Report back each line of the data that contains the word "struct".

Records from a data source
• • • • • • •

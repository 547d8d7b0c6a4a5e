//! DTOs for health check endpoint.

use serde::Serialize;

/// Health check response with component status.
#[derive(Debug, Serialize)]
pub struct HealthResponse {
    pub status: String,
    pub version: String,
    pub checks: HealthChecks,
}

/// Health status for each system component.
#[derive(Debug, Serialize)]
pub struct HealthChecks {
    pub database: CheckStatus,
    pub memory_cache: CheckStatus,
    pub redis_cache: CheckStatus,
}

/// Individual component health status.
#[derive(Debug, Serialize)]
pub struct CheckStatus {
    pub status: String,

    #[serde(skip_serializing_if = "Option::is_none")]
    pub message: Option<String>,
}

• • • • • • •

● **Solution to this task**:
pub struct HealthResponse {
pub struct HealthChecks {
pub struct CheckStatus {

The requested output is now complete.